----- MATERIAL SUPPLIED -----

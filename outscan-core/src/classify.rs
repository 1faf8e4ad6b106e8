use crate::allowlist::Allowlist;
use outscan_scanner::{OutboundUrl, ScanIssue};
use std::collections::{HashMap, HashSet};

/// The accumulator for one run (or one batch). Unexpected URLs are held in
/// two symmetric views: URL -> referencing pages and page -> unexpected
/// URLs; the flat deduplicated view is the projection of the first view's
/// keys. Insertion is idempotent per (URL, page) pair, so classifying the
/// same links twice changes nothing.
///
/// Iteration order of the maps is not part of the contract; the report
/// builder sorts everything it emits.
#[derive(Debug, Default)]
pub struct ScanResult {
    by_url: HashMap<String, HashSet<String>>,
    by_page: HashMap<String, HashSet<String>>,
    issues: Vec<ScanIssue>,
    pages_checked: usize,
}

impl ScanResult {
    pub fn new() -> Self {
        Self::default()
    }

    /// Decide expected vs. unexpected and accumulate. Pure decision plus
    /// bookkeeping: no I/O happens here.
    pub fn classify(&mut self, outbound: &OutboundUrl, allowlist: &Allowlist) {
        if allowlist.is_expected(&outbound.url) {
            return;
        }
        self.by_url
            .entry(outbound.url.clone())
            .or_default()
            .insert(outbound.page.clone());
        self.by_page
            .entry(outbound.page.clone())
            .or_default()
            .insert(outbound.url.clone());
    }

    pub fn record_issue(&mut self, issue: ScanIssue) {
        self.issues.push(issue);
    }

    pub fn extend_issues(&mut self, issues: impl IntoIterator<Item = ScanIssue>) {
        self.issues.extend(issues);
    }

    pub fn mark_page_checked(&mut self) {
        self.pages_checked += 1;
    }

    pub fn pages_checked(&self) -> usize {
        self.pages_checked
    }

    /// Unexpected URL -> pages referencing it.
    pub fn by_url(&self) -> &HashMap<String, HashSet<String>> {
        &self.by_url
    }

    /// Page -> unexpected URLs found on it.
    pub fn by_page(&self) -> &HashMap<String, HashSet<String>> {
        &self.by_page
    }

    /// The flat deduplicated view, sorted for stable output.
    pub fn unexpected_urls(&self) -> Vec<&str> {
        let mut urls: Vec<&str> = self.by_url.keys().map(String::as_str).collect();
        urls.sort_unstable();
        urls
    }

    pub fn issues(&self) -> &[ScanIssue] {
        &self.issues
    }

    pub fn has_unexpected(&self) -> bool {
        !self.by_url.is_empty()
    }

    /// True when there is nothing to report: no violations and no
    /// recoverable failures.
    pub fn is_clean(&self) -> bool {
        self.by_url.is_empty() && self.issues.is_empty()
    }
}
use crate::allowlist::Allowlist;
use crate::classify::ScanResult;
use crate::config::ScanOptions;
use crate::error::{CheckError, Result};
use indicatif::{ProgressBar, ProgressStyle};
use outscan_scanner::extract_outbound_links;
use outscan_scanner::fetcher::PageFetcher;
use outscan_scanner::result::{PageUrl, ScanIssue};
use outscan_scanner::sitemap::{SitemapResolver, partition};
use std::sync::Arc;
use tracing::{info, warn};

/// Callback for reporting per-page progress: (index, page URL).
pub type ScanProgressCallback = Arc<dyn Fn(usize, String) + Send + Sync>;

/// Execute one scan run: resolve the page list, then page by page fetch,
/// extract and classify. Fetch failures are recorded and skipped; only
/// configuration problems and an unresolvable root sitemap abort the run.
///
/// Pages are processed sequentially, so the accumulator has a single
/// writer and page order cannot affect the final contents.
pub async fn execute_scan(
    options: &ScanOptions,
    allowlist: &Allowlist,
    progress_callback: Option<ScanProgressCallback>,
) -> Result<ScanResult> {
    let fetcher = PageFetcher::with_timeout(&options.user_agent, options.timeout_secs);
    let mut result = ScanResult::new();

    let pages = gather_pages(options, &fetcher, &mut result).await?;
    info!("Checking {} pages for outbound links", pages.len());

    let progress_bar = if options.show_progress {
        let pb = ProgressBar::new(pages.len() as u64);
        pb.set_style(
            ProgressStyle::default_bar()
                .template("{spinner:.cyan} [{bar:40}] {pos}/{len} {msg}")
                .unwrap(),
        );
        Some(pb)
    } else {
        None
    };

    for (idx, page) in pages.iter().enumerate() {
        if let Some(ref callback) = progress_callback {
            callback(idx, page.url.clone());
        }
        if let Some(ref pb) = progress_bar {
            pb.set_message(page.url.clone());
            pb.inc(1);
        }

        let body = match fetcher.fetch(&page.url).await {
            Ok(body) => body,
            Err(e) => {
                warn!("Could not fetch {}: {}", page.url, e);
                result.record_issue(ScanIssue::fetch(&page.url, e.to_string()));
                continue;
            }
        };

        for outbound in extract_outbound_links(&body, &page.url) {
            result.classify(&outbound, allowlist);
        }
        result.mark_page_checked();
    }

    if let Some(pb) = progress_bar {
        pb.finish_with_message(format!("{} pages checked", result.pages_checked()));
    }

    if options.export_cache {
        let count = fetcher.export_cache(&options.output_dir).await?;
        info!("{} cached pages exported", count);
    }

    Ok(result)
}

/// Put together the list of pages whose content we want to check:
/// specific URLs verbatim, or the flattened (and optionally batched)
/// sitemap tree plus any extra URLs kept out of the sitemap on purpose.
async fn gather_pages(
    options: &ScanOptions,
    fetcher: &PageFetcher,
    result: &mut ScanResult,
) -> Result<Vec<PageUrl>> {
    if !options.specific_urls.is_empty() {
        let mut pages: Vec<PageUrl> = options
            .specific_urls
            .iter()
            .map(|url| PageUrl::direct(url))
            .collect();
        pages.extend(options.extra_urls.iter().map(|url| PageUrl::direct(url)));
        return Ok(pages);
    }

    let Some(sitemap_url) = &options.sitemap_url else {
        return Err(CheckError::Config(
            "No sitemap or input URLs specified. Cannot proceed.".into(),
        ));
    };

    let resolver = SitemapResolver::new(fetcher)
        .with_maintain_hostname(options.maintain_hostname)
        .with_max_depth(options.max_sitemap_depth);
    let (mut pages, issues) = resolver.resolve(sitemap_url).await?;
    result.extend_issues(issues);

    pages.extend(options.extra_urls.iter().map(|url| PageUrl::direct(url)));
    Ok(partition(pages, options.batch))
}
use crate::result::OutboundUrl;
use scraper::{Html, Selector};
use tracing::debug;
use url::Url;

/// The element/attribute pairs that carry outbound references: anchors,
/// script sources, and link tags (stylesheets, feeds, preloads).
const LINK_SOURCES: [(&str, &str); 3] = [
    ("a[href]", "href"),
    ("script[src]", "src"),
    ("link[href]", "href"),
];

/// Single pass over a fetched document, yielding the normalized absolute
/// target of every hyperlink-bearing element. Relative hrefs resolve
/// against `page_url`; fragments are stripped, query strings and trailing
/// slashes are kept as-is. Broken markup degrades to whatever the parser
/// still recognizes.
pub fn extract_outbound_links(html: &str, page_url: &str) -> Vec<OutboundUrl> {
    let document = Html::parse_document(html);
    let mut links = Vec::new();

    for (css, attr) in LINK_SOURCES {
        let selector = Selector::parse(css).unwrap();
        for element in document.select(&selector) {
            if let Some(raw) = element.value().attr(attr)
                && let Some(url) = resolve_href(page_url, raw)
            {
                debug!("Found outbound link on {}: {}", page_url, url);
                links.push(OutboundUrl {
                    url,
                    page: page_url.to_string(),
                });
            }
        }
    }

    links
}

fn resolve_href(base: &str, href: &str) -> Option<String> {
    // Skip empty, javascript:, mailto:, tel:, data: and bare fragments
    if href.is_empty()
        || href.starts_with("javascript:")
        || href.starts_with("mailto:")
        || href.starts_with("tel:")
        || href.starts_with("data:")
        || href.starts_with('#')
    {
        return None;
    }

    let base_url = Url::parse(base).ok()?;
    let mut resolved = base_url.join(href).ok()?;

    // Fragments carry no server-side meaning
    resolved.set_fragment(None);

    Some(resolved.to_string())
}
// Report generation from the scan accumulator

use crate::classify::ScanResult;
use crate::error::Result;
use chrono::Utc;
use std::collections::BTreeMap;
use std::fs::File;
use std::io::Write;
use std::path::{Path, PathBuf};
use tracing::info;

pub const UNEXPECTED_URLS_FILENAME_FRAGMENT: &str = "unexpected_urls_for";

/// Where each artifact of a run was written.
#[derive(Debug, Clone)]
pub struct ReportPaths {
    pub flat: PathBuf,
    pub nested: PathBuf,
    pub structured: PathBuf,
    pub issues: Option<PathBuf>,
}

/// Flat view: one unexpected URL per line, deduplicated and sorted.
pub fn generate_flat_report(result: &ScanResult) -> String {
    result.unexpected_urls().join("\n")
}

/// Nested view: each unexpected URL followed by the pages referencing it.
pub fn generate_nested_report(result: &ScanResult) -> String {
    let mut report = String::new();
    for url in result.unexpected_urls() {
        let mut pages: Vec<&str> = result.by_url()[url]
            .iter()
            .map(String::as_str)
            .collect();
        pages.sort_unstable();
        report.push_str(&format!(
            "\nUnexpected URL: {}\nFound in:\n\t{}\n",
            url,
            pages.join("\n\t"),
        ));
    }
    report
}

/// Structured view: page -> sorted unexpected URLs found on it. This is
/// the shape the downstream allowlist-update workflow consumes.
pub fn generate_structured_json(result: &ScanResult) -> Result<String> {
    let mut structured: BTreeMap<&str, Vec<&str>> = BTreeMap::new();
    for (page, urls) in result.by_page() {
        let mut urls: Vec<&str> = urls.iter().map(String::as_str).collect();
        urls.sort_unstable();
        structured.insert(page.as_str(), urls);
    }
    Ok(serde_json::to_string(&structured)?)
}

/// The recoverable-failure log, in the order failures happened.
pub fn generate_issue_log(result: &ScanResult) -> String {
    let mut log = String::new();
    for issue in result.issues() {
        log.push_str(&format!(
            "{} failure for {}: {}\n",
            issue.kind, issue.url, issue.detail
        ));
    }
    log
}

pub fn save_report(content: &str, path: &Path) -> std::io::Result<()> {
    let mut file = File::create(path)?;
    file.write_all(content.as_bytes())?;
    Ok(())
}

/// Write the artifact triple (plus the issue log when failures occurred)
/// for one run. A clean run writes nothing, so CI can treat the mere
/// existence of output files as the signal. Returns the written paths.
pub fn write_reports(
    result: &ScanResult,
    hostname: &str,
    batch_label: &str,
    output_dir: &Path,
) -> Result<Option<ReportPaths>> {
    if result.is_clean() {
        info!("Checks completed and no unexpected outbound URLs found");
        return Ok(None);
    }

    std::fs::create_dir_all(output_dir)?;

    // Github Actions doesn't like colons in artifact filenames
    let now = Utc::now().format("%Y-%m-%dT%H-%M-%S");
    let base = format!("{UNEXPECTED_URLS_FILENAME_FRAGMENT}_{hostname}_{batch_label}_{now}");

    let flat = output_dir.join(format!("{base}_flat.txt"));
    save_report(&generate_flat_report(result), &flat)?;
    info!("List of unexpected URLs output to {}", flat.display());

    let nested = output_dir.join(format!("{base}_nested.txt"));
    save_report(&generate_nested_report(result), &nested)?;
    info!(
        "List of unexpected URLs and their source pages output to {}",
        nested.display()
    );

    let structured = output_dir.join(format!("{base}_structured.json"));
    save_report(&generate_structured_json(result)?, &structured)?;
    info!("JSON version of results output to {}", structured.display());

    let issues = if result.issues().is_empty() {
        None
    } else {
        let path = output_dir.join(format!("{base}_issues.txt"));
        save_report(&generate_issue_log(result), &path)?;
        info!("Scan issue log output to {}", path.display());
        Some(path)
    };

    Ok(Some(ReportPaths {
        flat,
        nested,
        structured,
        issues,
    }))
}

-----
----- MATERIAL SUPPLIED -----

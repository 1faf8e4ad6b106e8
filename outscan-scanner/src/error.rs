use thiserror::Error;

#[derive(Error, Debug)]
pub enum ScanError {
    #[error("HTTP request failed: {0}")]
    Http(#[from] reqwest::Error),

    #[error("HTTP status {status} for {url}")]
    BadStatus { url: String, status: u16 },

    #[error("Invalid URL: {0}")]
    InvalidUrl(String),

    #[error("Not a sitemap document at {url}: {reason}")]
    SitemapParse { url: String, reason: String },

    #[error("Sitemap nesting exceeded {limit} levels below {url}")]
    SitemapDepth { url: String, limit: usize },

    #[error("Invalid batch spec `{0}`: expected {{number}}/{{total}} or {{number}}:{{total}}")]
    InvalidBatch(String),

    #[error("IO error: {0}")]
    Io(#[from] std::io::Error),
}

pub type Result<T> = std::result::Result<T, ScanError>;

-----

* _ASSIGNMENT_: Scan the lines above for "#[derive(Debug, Default)]" and for "pub fn by_url(&self)". Repeat exactly the line holding each of them and every line in between.

* _SOLUTION TO THIS TASK_:
#[derive(Debug, Default)]
pub struct ScanResult {
    by_url: HashMap<String, HashSet<String>>,
    by_page: HashMap<String, HashSet<String>>,
    issues: Vec<ScanIssue>,
    pages_checked: usize,
}

impl ScanResult {
    pub fn new() -> Self {
        Self::default()
    }

    /// Decide expected vs. unexpected and accumulate. Pure decision plus
    /// bookkeeping: no I/O happens here.
    pub fn classify(&mut self, outbound: &OutboundUrl, allowlist: &Allowlist) {
        if allowlist.is_expected(&outbound.url) {
            return;
        }
        self.by_url
            .entry(outbound.url.clone())
            .or_default()
            .insert(outbound.page.clone());
        self.by_page
            .entry(outbound.page.clone())
            .or_default()
            .insert(outbound.url.clone());
    }

    pub fn record_issue(&mut self, issue: ScanIssue) {
        self.issues.push(issue);
    }

    pub fn extend_issues(&mut self, issues: impl IntoIterator<Item = ScanIssue>) {
        self.issues.extend(issues);
    }

    pub fn mark_page_checked(&mut self) {
        self.pages_checked += 1;
    }

    pub fn pages_checked(&self) -> usize {
        self.pages_checked
    }

    /// Unexpected URL -> pages referencing it.
    pub fn by_url(&self) -> &HashMap<String, HashSet<String>> {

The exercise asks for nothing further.